# MotoZINE ZN5 review



## shady_inc (Nov 29, 2008)

*www.imgx.org/pthumbs/small/12774/img2.jpg
Hi Guys.!
I got my Motozine ZN5 handset a few days back and here I am attempting a review of the same.

*Features:*

2.4" 240*320 262k TFT display
5 megapixel Kodak Camera with 4x digital zoom and Xenon flash
Wi-Fi
350 MB internal memory / expandable to 4 GB
3.5mm audio jack
The usual like Bluetooth, EDGE,FM Radio etc. is present.The phone doesn't have 3G though.

*Standard Package:*
It includes -

The handset
A wired Headset
A TV-Out Cable
USB Data Cable
A 2 GB MicroSD Card
A CD-ROM containing Motorola Phone Tools and Kodak EasyShare software.
[Both are for Windows only though.]
Usual stuff like battery, battery door, charger, quick start guide, manual etc.

*Looks and Feel:*
The handset looks great to say the least.The protruding camera in the back may not be to everyone's liking.The keypad has some extra keys which serve as shortcuts for sharing, deleting, switching modes between camera and image preview.The keypad may feel cramped to people with bigger fingers and is not really suitable for typing long texts.

*Display:*
The display is gorgeous.Images look crisp and clear in fullscreen mode.Visibilty in sunlight is great too.It's a fingerprint magnet though.Mine's just a few days old and has fingerprint smudges all over the screen already.A display guard is a must for this phone.

*User interface:*
The handset runs on the LJ [Linux Java] platform.The UI is pretty newbie-friendly.I,
only used to Nokia S60 platform before, had no trouble navigating the handset's interface.The UI is a bit slow in certain cases, but nothing really to worry about.

*Camera:*
Considering that this handset's primary focus is the 5-Megapixel camera, I find the image quality pretty good.What really sucks is the 4x digital zoom and the crappy 176x144 videos.Even my Dad's Nokia 6233 can do 640x480 videos.What was Motorola thinking here.? The max. resolution for images is pretty high at 2560x1920.They look good even on larger PC displays.The Xenon flash is really useful for taking pictures in dark environments, but throws way too much light on objects up close.Panorama mode lets you take a wider image by combining three images into one.

*Music:*
The music player interface is pretty basic, offering no options like tag editing and custom equalizers [has some nice presets though.] but the audio quality is awesome.! I listened all sorts of stuff like Metallica, Elvis Presley [], Sepultura, Avril Lavigne, Nelly Furtado and it played everything beautifully.I am still to buy a custom headset for this one, but the ones provided are good enough.

*Connectivity:*
The phone's voice clarity in between calls is great.You hear the other person loud and clear even in noisy areas.I guess this is Motorola's CrystalTalk technology at work here.Bluetooth transfers from Nokia phones and my PC were pretty fast.[1 Mb in about 15 secs].Haven't had the time to test Wi-Fi yet [Where the hell can I find Wi-Fi hotspots in Mumbai anyway.?].

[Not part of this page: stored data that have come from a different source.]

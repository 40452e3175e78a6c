//! Exported macros.

/// Element count of an array field of a struct type: `member_size!(Type, field)`.
#[macro_export]
macro_rules! member_size {
    ($ty:ty, $field:ident) => {
        $crate::cmp::field_array_len::<$ty, _, _>(|s| &s.$field)
    };
}

/// Mark bindings as intentionally unused.
#[macro_export]
macro_rules! unreferenced {
    ($($param:expr),* $(,)?) => {
        $( let _ = &$param; )*
    };
}

/// Stringify tokens without expanding them.
#[macro_export]
macro_rules! str_of {
    ($($tokens:tt)*) => {
        ::core::stringify!($($tokens)*)
    };
}

/// Bounded `format!` into a caller buffer; see [`format_to_buffer`](crate::stdio::format_to_buffer).
///
/// ```
/// let mut buf = [0u8; 8];
/// assert_eq!(cbase_core::print_to_string!(&mut buf, "{}-{}", 1, 2), 3);
/// assert_eq!(cbase_core::print_to_string!(&mut buf, "{}", "too long"), -1);
/// ```
#[macro_export]
macro_rules! print_to_string {
    ($buf:expr, $($arg:tt)*) => {
        $crate::stdio::format_to_buffer($buf, ::core::format_args!($($arg)*))
    };
}

/// Bounded printf-style print; arguments convert through `Arg: From<T>`.
///
/// ```
/// let mut buf = [0u8; 16];
/// assert_eq!(cbase_core::printf_to_string!(&mut buf, "%05.1f|%s", 2.3, "ok"), 8);
/// ```
#[macro_export]
macro_rules! printf_to_string {
    ($buf:expr, $template:expr $(, $arg:expr)* $(,)?) => {
        $crate::stdio::format_template(
            $buf,
            $template,
            &[$($crate::stdio::Arg::from($arg)),*],
        )
    };
}
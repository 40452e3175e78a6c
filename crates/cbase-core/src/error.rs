//! Error types for the cbase helpers.
//!
//! The public C-shaped entry points collapse these into sentinels (`-1`,
//! `"unknown error"`, `"error"`); the `try_*` variants surface them directly.

use thiserror::Error;

/// Failure of a bounded formatting request.
#[derive(Debug, Clone, Copy, PartialEq, Eq, Error)]
pub enum FormatError {
    /// The rendered text plus its NUL terminator did not fit.
    #[error("buffer of {capacity} bytes is smaller than the {needed} bytes needed")]
    Truncated {
        /// Bytes required including the terminator.
        needed: usize,
        /// Capacity of the caller buffer.
        capacity: usize,
    },
    /// A `Display` implementation reported `fmt::Error`.
    #[error("formatting engine reported an encoding error")]
    Encoding,
    /// A printf directive had no matching argument, or the wrong kind.
    #[error("argument {index} does not satisfy conversion '%{conversion}'")]
    Argument {
        /// Zero-based argument position.
        index: usize,
        /// Conversion character of the directive.
        conversion: char,
    },
}

/// Failure of a single errno describer strategy.
#[derive(Debug, Clone, Copy, PartialEq, Eq, Error)]
pub enum DescribeFailure {
    /// The strategy has no text for this code.
    #[error("no description for error code {0}")]
    UnknownCode(i32),
    /// The description did not fit into the caller buffer.
    #[error("description needs {needed} bytes, buffer holds {capacity}")]
    BufferTooSmall { needed: usize, capacity: usize },
    /// The host facility returned a non-zero status.
    #[error("host error-description facility failed with status {0}")]
    Host(i32),
}

/// Failure to obtain or render wall-clock time.
#[derive(Debug, Clone, Copy, PartialEq, Eq, Error)]
pub enum ClockError {
    #[error("reading the system clock failed")]
    ClockRead,
    #[error("converting {0} to local calendar time failed")]
    LocalConversion(i64),
    /// Year outside what the fixed layout can express.
    #[error("year {0} cannot be rendered")]
    YearOutOfRange(i64),
    /// strftime semantics: zero bytes produced because the text did not fit.
    #[error("timestamp needs {needed} bytes, buffer holds {capacity}")]
    BufferTooSmall { needed: usize, capacity: usize },
}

*Games and Customizations:*
The handset comes bundled with MobieKlub[a collection of some small cricket games], Tetris and Sudoku.There ain't a lot of apps and games available for this handset yet since it debuted only recently, but you can expect a lot more ZN5 stuff once it gets old enough.And there's always the Java apps you can install on it.I have a Telnet client running on my handset, allowing me to log in to my handset as root and run linux commands there.! 

*Finally...*
I find the ZN5 to be an excellent all round device.It has a great camera, excellent audio quality, great looks and an attractive price.You also get 100 free prints from Kodak with this device.What I hate about this device is the  crappy camera zoom, crappier video recording ability and lack of available themes and mods [though this will change with time..].Then consider the price too.While ZN5 costs around 16,000 Rs., it's competitor the Nokia N82 comes at >19,000 Rs.while offering almost similiar features.I am loving this thing.!


----------



## ico (Nov 29, 2008)

Hah, I was waiting for this.  You're pretty fast. We talked about the review yesterday and you posted it today. 

Great review BTW. 

QCIF video recording is really bad. Atleast they could have given QVGA (240*320). Also one more thing I don't understand is why have Motorola left out 3G? A ~15K fone deserves to have 3G. The digital camera zoom is crappy on every camera mobile. Having the functionality of optical zoom is difficult for the companies.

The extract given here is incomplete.